El Collado de Dificultades
Vi luego, que todos llegaron al pie del Collado de Dificultades, donde había un manantial. Desde allí partían otros dos caminos además del que venía derecho desde la puerta angosta: el uno conducía a la izquierda y el otro a la derecha del pie del collado; más el camino angosto subía derecho por el collado que se llama Dificultades. CRISTIANO fue primero al manantial y bebió agua para refrescarse; en seguida comenzó a subir el collado. Los otros dos llegaron también al pie del collado, pero cuando vieron que la cuesta era alta y empinada, y que había otros dos caminos más fáciles, resolvieron ir por ellos. El nombre de uno de estos era Peligro, y el del otro, Destrucción. Uno tomó el camino del Peligro, y fue a parar a un bosque grande; y el otro siguió el camino de la Destrucción, que lo condujo a un campo inmenso lleno de montañas oscuras, donde tropezó y cayó sin poder volver a levantarse.

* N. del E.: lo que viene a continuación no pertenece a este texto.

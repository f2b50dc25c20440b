//! Streaming response session.
//!
//! Owns one query's lifecycle: INIT -> READY -> STREAMING -> {COMPLETE |
//! ERROR}. The driver loop is the only place with persistence and emission
//! side effects; the provider hands it a side-effect-free chunk stream.
//!
//! Checkpointing rules:
//! - the assistant message row is created on the first non-empty content,
//!   never before;
//! - it is re-persisted every `checkpoint_chars` of accumulated content, not
//!   on every chunk, bounding both crash loss and write amplification;
//! - at the instant of the terminal event the stored content equals the
//!   concatenation of every emitted token text.
//!
//! Failures never escape as raw errors: provider error chunks, local faults,
//! abrupt stream ends, and checkpoint write failures all converge on the same
//! path that persists a fresh apology message (the partial row is left as-is)
//! and emits a single `error` event. A failed emission means the client is
//! gone; the session stops emitting and still finishes its cleanup writes.

use async_trait::async_trait;
use futures::StreamExt;
use serde::{Deserialize, Serialize};
use thiserror::Error;
use tokio::sync::mpsc;
use uuid::Uuid;
use wayfind_core::config::ChatConfig;
use wayfind_core::generation::{
    prefers_fast_model, GenerationChunk, GenerationProvider,
};
use wayfind_core::models::conversation::{NewMessage, Role};
use wayfind_core::store::MessageStore;

/// Fixed user-facing text for any failed session. Technical detail goes into
/// message metadata and logs, never to the end user.
pub const APOLOGY_TEXT: &str =
    "I'm sorry, something went wrong while answering your question. Please try again.";

/// Typed event vocabulary of the streaming wire protocol.
#[derive(Debug, Clone, PartialEq, Serialize, Deserialize)]
#[serde(tag = "type", rename_all = "lowercase")]
pub enum StreamEvent {
    Ready,
    Start,
    Token {
        text: String,
    },
    Complete {
        #[serde(rename = "stopReason")]
        stop_reason: String,
    },
    Error {
        message: String,
    },
}

/// The caller's side of the event channel went away.
#[derive(Error, Debug)]
#[error("event sink closed")]
pub struct SinkClosed;

/// Where session events go. One implementation per transport.
#[async_trait]
pub trait EventSink: Send {
    async fn emit(&mut self, event: StreamEvent) -> Result<(), SinkClosed>;
}

/// Sink backed by an mpsc channel; send failure means client disconnect.
pub struct ChannelSink {
    tx: mpsc::Sender<StreamEvent>,
}

impl ChannelSink {
    pub fn new(tx: mpsc::Sender<StreamEvent>) -> Self {
        Self { tx }
    }
}

#[async_trait]
impl EventSink for ChannelSink {
    async fn emit(&mut self, event: StreamEvent) -> Result<(), SinkClosed> {
        self.tx.send(event).await.map_err(|_| SinkClosed)
    }
}

/// Exactly one terminal outcome per session.
#[derive(Debug, Clone, PartialEq)]
pub enum SessionOutcome {
    Complete {
        stop_reason: String,
    },
    /// The answer was fully persisted but the client went away before the
    /// `complete` event could be delivered. The conversation is intact.
    Disconnected {
        stop_reason: String,
    },
    Error {
        message: String,
    },
}

/// In-memory assistant message under construction.
#[derive(Debug, Default)]
struct AssistantDraft {
    buffer: String,
    model: Option<String>,
    token_count: Option<i32>,
    message_id: Option<Uuid>,
    checkpointed_len: usize,
}

/// Drive one streaming session to its terminal outcome.
pub async fn run_session(
    query: &str,
    conversation_id: Uuid,
    store: &dyn MessageStore,
    provider: &dyn GenerationProvider,
    sink: &mut dyn EventSink,
    config: &ChatConfig,
) -> SessionOutcome {
    // INIT -> READY: establish context before any provider call.
    let mut history = match store
        .recent_messages(conversation_id, config.history_limit as i64)
        .await
    {
        Ok(history) => history,
        Err(e) => {
            let detail = format!("failed to load conversation history: {e}");
            return fail(store, conversation_id, Some(sink), None, detail).await;
        }
    };
    // The caller persists the user turn before the session starts, so the
    // freshly loaded history ends with the query itself. Drop it; the
    // provider request carries the query exactly once.
    if history
        .last()
        .map_or(false, |m| m.role == Role::User && m.content == query)
    {
        history.pop();
    }
    let prefer_fast = prefers_fast_model(query);

    if sink.emit(StreamEvent::Ready).await.is_err() {
        return fail(store, conversation_id, None, None, "client disconnected".into()).await;
    }

    // READY -> STREAMING: open the lazy chunk sequence.
    if sink.emit(StreamEvent::Start).await.is_err() {
        return fail(store, conversation_id, None, None, "client disconnected".into()).await;
    }

    let mut stream = match provider.generate(query, &history, prefer_fast).await {
        Ok(stream) => stream,
        Err(e) => {
            let detail = format!("generation provider refused the request: {e}");
            return fail(store, conversation_id, Some(sink), None, detail).await;
        }
    };

    let mut draft = AssistantDraft::default();
    let checkpoint_chars = config.checkpoint_chars as usize;

    while let Some(chunk) = stream.next().await {
        match chunk {
            GenerationChunk::Content { text, model } => {
                if draft.model.is_none() && !model.is_empty() {
                    draft.model = Some(model);
                }
                draft.buffer.push_str(&text);

                if sink.emit(StreamEvent::Token { text }).await.is_err() {
                    // Client gone: stop emitting, still leave a terminal record.
                    return fail(
                        store,
                        conversation_id,
                        None,
                        Some(&draft),
                        "client disconnected".into(),
                    )
                    .await;
                }

                // The checkpoint write completes before the next chunk is
                // consumed; at most one write is outstanding per session.
                if let Err(e) = checkpoint(store, conversation_id, &mut draft, checkpoint_chars).await
                {
                    let detail = format!("checkpoint write failed: {e}");
                    return fail(store, conversation_id, Some(sink), Some(&draft), detail).await;
                }
            }
            GenerationChunk::Metadata { usage } => {
                // Recorded in memory only; flushed with the next persistence.
                if let Some(tokens) = usage.output_tokens {
                    draft.token_count = Some(tokens as i32);
                }
            }
            GenerationChunk::Stop { stop_reason } => {
                if let Err(e) = finalize(store, conversation_id, &draft).await {
                    let detail = format!("finalize write failed: {e}");
                    return fail(store, conversation_id, Some(sink), Some(&draft), detail).await;
                }
                if sink
                    .emit(StreamEvent::Complete {
                        stop_reason: stop_reason.clone(),
                    })
                    .await
                    .is_err()
                {
                    // The answer is already persisted; this is not a failure.
                    tracing::info!(
                        conversation = %conversation_id,
                        "Client disconnected after the answer was finalized"
                    );
                    return SessionOutcome::Disconnected { stop_reason };
                }
                tracing::info!(
                    conversation = %conversation_id,
                    stop_reason = %stop_reason,
                    chars = draft.buffer.len(),
                    "Streaming session complete"
                );
                return SessionOutcome::Complete { stop_reason };
            }
            GenerationChunk::Error { message } => {
                return fail(store, conversation_id, Some(sink), Some(&draft), message).await;
            }
        }
    }

    // The sequence ended without a stop or error chunk.
    fail(
        store,
        conversation_id,
        Some(sink),
        Some(&draft),
        "generation stream ended unexpectedly".into(),
    )
    .await
}

/// Persist the draft according to the checkpoint cadence.
async fn checkpoint(
    store: &dyn MessageStore,
    conversation_id: Uuid,
    draft: &mut AssistantDraft,
    checkpoint_chars: usize,
) -> Result<(), wayfind_core::store::StoreError> {
    match draft.message_id {
        None => {
            // no persisted record -> has content: persist immediately
            if !draft.buffer.is_empty() {
                let id = store
                    .insert_message(
                        conversation_id,
                        &NewMessage {
                            role: Role::Assistant,
                            content: draft.buffer.clone(),
                            model: draft.model.clone(),
                            token_count: draft.token_count,
                            metadata: None,
                        },
                    )
                    .await?;
                draft.message_id = Some(id);
                draft.checkpointed_len = draft.buffer.len();
            }
        }
        Some(id) => {
            if draft.buffer.len() - draft.checkpointed_len >= checkpoint_chars {
                store
                    .update_message(id, &draft.buffer, draft.token_count)
                    .await?;
                draft.checkpointed_len = draft.buffer.len();
            }
        }
    }
    Ok(())
}

/// Terminal persist on a stop chunk: create if never created, else update.
async fn finalize(
    store: &dyn MessageStore,
    conversation_id: Uuid,
    draft: &AssistantDraft,
) -> Result<(), wayfind_core::store::StoreError> {
    match draft.message_id {
        Some(id) => {
            store
                .update_message(id, &draft.buffer, draft.token_count)
                .await
        }
        None => {
            // A contentless stream still leaves its terminal artifact.
            store
                .insert_message(
                    conversation_id,
                    &NewMessage {
                        role: Role::Assistant,
                        content: draft.buffer.clone(),
                        model: draft.model.clone(),
                        token_count: draft.token_count,
                        metadata: None,
                    },
                )
                .await
                .map(|_| ())
        }
    }
}

/// Error cleanup: persist a fresh apology message (never an edit of the
/// partial one), emit the single `error` event if the sink is still open.
async fn fail(
    store: &dyn MessageStore,
    conversation_id: Uuid,
    sink: Option<&mut dyn EventSink>,
    draft: Option<&AssistantDraft>,
    detail: String,
) -> SessionOutcome {
    tracing::warn!(conversation = %conversation_id, error = %detail, "Streaming session failed");

    let apology = NewMessage {
        role: Role::Assistant,
        content: APOLOGY_TEXT.to_string(),
        model: draft.and_then(|d| d.model.clone()),
        token_count: None,
        metadata: Some(serde_json::json!({ "error": detail })),
    };

    if let Err(e) = store.insert_message(conversation_id, &apology).await {
        tracing::error!(
            conversation = %conversation_id,
            error = %e,
            "Failed to persist apology message"
        );
    }

    if let Some(sink) = sink {
        let _ = sink
            .emit(StreamEvent::Error {
                message: detail.clone(),
            })
            .await;
    }

    SessionOutcome::Error { message: detail }
}

// ============================================================================
// TESTS
// ============================================================================
use chrono::{DateTime, Utc};
use serde::{Deserialize, Serialize};
use uuid::Uuid;

#[derive(Debug, Clone, Serialize, Deserialize, sqlx::FromRow)]
pub struct Conversation {
    pub id: Uuid,
    pub created_at: DateTime<Utc>,
    pub metadata: serde_json::Value,
}

#[derive(Debug, Clone, Copy, PartialEq, Eq, Serialize, Deserialize)]
#[serde(rename_all = "lowercase")]
pub enum Role {
    User,
    Assistant,
    System,
}

impl Role {
    pub fn parse(s: &str) -> Option<Self> {
        match s {
            "user" => Some(Self::User),
            "assistant" => Some(Self::Assistant),
            "system" => Some(Self::System),
            _ => None,
        }
    }

    pub fn as_str(&self) -> &'static str {
        match self {
            Self::User => "user",
            Self::Assistant => "assistant",
            Self::System => "system",
        }
    }
}

impl std::fmt::Display for Role {
    fn fmt(&self, f: &mut std::fmt::Formatter<'_>) -> std::fmt::Result {
        f.write_str(self.as_str())
    }
}

/// A stored conversation message.
#[derive(Debug, Clone, Serialize, Deserialize)]
pub struct ChatMessage {
    pub id: Uuid,
    pub conversation_id: Uuid,
    pub role: Role,
    pub content: String,
    pub model: Option<String>,
    pub token_count: Option<i32>,
    pub metadata: Option<serde_json::Value>,
    pub created_at: DateTime<Utc>,
}

/// Insert payload for a new message.
#[derive(Debug, Clone)]
pub struct NewMessage {
    pub role: Role,
    pub content: String,
    pub model: Option<String>,
    pub token_count: Option<i32>,
    pub metadata: Option<serde_json::Value>,
}

impl NewMessage {
    pub fn user(content: impl Into<String>) -> Self {
        Self {
            role: Role::User,
            content: content.into(),
            model: None,
            token_count: None,
            metadata: None,
        }
    }

    pub fn assistant(content: impl Into<String>) -> Self {
        Self {
            role: Role::Assistant,
            content: content.into(),
            model: None,
            token_count: None,
            metadata: None,
        }
    }
}

#[cfg(test)]
mod tests {
    use super::*;

    #[test]
    fn role_roundtrip() {
        for role in [Role::User, Role::Assistant, Role::System] {
            assert_eq!(Role::parse(role.as_str()), Some(role));
        }
        assert_eq!(Role::parse("tool"), None);
    }
}
pub mod embedder;
pub mod retrieve;
pub mod session;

Después miré a CRISTIANO para ver cómo subía el collado, y noté que tropezaba y a menudo caía, y muchas veces trepaba valiéndose de las manos y rodillas por lo empinado de la cuesta. Ahora bien, a mitad de la subida había una arboleda agradable, hecha por el Señor del collado para descanso de los peregrinos fatigados. Allí, pues, llegó CRISTIANO y se sentó a descansar. Luego sacó el rollo de su pecho y se puso a leer para consolarse. También volvió a admirar la vestimenta que le había sido dada en el lugar de la cruz, y ya tranquilo, pronto empezó a dormitar. Luego cayó en un sueño tan profundo que lo detuvo allí hasta casi el anochecer; y estando dormido, se le cayó el rollo de las manos. Mientras dormía, se le acercó uno corriendo que lo despertó, diciendo:
—Mira a la hormiga, oh perezoso, mira sus caminos, y sé sabio (Prov. 6:6).
Y con eso, CRISTIANO dio un salto poniéndose de pie y emprendió nuevamente su camino cuesta arriba a buen paso hasta llegar a la cumbre.
En la cumbre del collado, le salieron al encuentro dos hombres que venían corriendo. El nombre de uno era TEMEROSO y el del otro DESCONFIADO, a los cuales CRISTIANO preguntó:
—Señores, ¿qué pasa? ¡Están corriendo en dirección contraria!
TEMEROSO le respondió que se dirigían al Monte Sión pero que habían escalado a este lugar difícil:
—Pero más andamos —agregó jadeando— más peligros encontramos. Por eso, dimos vuelta y ahora nos volvemos.
—Sí —dijo Desconfiado— porque un poco más adelante hay dos leones en el camino, si despiertos o dormidos, no sabemos, pero si llegamos hasta estar a su alcance, seguro que nos harían pedazos.
—Lo que dicen me espanta —dijo CRISTIANO— pero, ¿a dónde podría ir para estar a salvo? ¡Seguiré adelante!